Racism and social division
You’ve probably noticed that some of the gun massacres are motivated by racism or misogyny, usually explicitly targeting Black people or women, although sometimes Muslims, or Jews, or gays. Identifying groups as evil or subhuman makes it easier to kill them, but many other shootings do not seem racially motivated. They’re acting out a culture of death, of which racism and woman-hating are part..
How do we stop killing each other?
Obviously, guns ARE a big part of the problem. I believe guns should be regulated like cars (which also kill.) One should need to take a class, pass a test and a background check, and get a license to buy a weapon. Assault weapons should be banned. But gun control will be an extremely difficult project when 40% of the people value gun rights so highly, when politicians send out family pictures with everyone, even children proudly holding weapons. And gun control won’t stop the stigma and despair that drove Salvador Ramos or the racist ideologies and anger that drove Payton Gendron. It won’t make people get along with or care for each other.

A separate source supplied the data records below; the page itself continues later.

use glam::Vec2;
use proptest::prelude::*;

use mini_golf::Tuning;
use mini_golf::sim::{Release, ShotController};

fn release(drag: Vec2) -> Release {
    let mut shot = ShotController::new(&Tuning::default());
    shot.pointer_down(Vec2::ZERO);
    shot.pointer_move(drag);
    shot.pointer_up()
}

fn power_for(length: f32) -> f32 {
    let mut shot = ShotController::new(&Tuning::default());
    shot.pointer_down(Vec2::ZERO);
    shot.pointer_move(Vec2::new(0.0, length));
    shot.update_charge();
    shot.charge_power()
}

proptest! {
    #[test]
    fn power_grows_with_drag_and_caps(a in 0.0f32..400.0, b in 0.0f32..400.0) {
        let (short, long) = if a <= b { (a, b) } else { (b, a) };
        let (p_short, p_long) = (power_for(short), power_for(long));
        prop_assert!(p_short <= p_long);
        prop_assert!((0.0..=100.0).contains(&p_long));
    }

    #[test]
    fn release_aims_opposite_drag(x in -200.0f32..200.0, y in -200.0f32..200.0) {
        let drag = Vec2::new(x, y);
        match release(drag) {
            Release::Shot(shot) => {
                prop_assert!((shot.aim.length() - 1.0).abs() < 1e-4);
                prop_assert_eq!(shot.aim.y, 0.0);
                let back = Vec2::new(-shot.aim.x, -shot.aim.z);
                prop_assert!(back.dot(drag.normalize()) > 0.999);
                prop_assert!(shot.power >= 5.0 && shot.power <= 100.0);
            }
            Release::Cancelled => prop_assert!(drag.length() / 80.0 * 100.0 < 5.0),
            Release::Ignored => prop_assert!(false, "drag was in progress"),
        }
    }
}
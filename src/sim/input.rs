//! Drag-to-shoot gesture handling
//!
//! Pull back and release: the ball travels opposite the drag vector, with
//! power proportional to drag length.

use glam::{Vec2, Vec3};

use crate::settings::Tuning;

/// A shot produced by releasing a drag
#[derive(Debug, Clone, Copy, PartialEq)]
pub struct ShotRelease {
    /// Unit vector on the horizontal plane
    pub aim: Vec3,
    /// Charge power in [min_shot_power, 100]
    pub power: f32,
}

impl ShotRelease {
    /// Initial ball velocity for this shot
    pub fn impulse(&self, tuning: &Tuning) -> Vec3 {
        self.aim * self.power * tuning.shot_power_scale
    }
}

/// Outcome of lifting the pointer
#[derive(Debug, Clone, Copy, PartialEq)]
pub enum Release {
    /// No drag was in progress
    Ignored,
    /// Drag too short; treated as an accidental tap
    Cancelled,
    Shot(ShotRelease),
}

/// Gesture state: where the drag began and where it is now
#[derive(Debug, Clone)]
pub struct ShotController {
    dragging: bool,
    drag_start: Vec2,
    drag_current: Vec2,
    aim_direction: Vec3,
    charge_power: f32,
    max_drag_distance: f32,
    min_shot_power: f32,
}

impl ShotController {
    pub fn new(tuning: &Tuning) -> Self {
        Self {
            dragging: false,
            drag_start: Vec2::ZERO,
            drag_current: Vec2::ZERO,
            aim_direction: Vec3::NEG_Z,
            charge_power: 0.0,
            max_drag_distance: tuning.max_drag_distance,
            min_shot_power: tuning.min_shot_power,
        }
    }

    pub fn is_dragging(&self) -> bool {
        self.dragging
    }

    pub fn aim_direction(&self) -> Vec3 {
        self.aim_direction
    }

    /// Current charge power (0 when not dragging)
    pub fn charge_power(&self) -> f32 {
        self.charge_power
    }

    pub fn drag_vector(&self) -> Vec2 {
        self.drag_current - self.drag_start
    }

    /// Begin a drag. Gating on game phase is the caller's job.
    pub fn pointer_down(&mut self, pos: Vec2) {
        self.dragging = true;
        self.drag_start = pos;
        self.drag_current = pos;
        self.charge_power = 0.0;
    }

    pub fn pointer_move(&mut self, pos: Vec2) {
        if self.dragging {
            self.drag_current = pos;
        }
    }

    /// Recompute aim and power from the drag so far
    pub fn update_charge(&mut self) {
        if !self.dragging {
            self.charge_power = 0.0;
            return;
        }

        let drag = self.drag_vector();
        let distance = drag.length();
        if distance > 0.0 {
            self.aim_direction = Vec3::new(-drag.x, 0.0, -drag.y) / distance;
        }
        self.charge_power = (distance / self.max_drag_distance * 100.0).min(100.0);
    }

    pub fn pointer_up(&mut self) -> Release {
        if !self.dragging {
            return Release::Ignored;
        }

        self.update_charge();
        let power = self.charge_power;
        self.cancel();

        if power < self.min_shot_power {
            return Release::Cancelled;
        }
        Release::Shot(ShotRelease {
            aim: self.aim_direction,
            power,
        })
    }

    /// Drop any drag in progress and report zero power
    pub fn cancel(&mut self) {
        self.dragging = false;
        self.charge_power = 0.0;
    }
}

How to prevent shootings in a country and culture that exalts violence, material wealth, and individualism while creating poverty and handing out guns? A country that promotes alienation and calls it freedom? I have heard of some possibilities.
● Keep people connected. Have adolescent boys and young men spend time with children, like volunteering at a school. Get those who seem isolated counseling, mentoring, therapy or a support group.
● Put all young people in touch with Nature, maybe starting with a garden. Let them do some physical work and see some results.
● Stop creating role models for violence — disarm the police and make them helpers instead of occupiers. Stop wars and glorification of wars in media.
● On Second Thought — maybe it would be more realistic to just take away the guns. But we must do far more than that to heal the unique dystopia we have inherited and foisted upon the world.